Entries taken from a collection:
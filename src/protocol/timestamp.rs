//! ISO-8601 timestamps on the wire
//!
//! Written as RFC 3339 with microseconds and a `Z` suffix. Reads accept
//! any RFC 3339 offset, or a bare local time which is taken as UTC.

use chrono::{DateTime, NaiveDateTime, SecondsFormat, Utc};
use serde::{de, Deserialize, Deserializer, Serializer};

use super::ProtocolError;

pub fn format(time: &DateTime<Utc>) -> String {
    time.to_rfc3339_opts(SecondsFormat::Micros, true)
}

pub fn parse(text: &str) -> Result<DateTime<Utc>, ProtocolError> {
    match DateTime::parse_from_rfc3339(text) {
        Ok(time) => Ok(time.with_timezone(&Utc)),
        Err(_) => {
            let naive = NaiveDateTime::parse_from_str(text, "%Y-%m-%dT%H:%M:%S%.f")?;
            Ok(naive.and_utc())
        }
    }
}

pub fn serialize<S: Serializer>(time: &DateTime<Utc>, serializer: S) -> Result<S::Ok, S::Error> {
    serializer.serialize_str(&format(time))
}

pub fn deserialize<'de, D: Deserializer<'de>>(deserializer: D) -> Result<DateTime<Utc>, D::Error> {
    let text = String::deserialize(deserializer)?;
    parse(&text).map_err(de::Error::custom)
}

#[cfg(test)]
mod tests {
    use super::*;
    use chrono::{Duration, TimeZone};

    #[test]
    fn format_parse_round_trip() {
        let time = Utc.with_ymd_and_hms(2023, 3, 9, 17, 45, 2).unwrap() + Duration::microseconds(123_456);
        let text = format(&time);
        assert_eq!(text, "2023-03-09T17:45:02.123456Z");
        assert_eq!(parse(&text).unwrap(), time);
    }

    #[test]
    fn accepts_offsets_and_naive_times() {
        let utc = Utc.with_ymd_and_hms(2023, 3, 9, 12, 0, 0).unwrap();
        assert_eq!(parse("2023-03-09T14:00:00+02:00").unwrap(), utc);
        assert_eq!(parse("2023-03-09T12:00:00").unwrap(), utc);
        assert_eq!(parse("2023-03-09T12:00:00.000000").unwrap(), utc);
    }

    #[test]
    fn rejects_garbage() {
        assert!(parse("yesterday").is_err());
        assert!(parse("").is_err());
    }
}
==
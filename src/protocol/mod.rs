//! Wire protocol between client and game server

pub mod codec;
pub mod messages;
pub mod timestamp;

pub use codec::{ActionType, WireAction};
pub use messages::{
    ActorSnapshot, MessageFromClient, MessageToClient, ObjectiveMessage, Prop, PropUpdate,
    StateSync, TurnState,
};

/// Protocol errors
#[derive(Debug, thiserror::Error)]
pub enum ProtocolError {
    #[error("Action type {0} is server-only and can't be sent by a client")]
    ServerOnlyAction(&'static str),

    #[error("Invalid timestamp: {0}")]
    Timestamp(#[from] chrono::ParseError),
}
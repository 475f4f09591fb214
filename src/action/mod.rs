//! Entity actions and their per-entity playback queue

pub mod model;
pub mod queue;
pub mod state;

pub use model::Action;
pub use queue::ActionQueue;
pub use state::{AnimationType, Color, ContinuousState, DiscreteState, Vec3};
...
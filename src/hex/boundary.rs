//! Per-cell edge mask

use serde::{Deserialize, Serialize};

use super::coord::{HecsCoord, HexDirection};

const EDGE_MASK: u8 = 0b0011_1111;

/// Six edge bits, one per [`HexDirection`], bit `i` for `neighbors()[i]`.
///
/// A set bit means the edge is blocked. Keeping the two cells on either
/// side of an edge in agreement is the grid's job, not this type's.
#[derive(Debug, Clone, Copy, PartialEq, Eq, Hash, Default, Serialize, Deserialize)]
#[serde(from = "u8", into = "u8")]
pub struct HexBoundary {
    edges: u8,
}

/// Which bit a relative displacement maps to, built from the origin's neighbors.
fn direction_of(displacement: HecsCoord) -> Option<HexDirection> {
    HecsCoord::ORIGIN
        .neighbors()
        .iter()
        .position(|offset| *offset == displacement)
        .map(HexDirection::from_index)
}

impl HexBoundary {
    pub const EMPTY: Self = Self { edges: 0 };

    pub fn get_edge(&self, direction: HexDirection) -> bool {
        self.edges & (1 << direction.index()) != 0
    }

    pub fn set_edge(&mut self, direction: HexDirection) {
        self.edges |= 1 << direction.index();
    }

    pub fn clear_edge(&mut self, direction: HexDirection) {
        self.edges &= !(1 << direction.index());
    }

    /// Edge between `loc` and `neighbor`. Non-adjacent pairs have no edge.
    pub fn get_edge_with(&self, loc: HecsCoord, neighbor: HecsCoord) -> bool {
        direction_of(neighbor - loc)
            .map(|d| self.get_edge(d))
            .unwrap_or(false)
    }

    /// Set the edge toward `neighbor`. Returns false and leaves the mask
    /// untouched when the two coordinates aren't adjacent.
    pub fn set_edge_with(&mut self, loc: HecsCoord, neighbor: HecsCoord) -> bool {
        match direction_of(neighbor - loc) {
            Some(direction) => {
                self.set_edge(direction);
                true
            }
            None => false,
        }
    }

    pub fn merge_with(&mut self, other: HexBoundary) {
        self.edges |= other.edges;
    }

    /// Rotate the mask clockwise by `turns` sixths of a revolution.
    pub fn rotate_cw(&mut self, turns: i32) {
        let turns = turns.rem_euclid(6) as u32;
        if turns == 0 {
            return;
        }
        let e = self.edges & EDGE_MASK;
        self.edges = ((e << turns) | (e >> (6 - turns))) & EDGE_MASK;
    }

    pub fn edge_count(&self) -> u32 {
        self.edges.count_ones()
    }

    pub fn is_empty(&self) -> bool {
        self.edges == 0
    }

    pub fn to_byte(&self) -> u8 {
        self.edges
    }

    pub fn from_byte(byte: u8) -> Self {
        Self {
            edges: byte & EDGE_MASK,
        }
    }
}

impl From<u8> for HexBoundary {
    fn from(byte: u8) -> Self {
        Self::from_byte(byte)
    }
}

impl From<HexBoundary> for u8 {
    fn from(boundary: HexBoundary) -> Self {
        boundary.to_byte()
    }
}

Task item - The answer is each line from the entries above in which the word "codec" occurs.

Written answer -
pub mod codec;
pub use codec::{ActionType, WireAction};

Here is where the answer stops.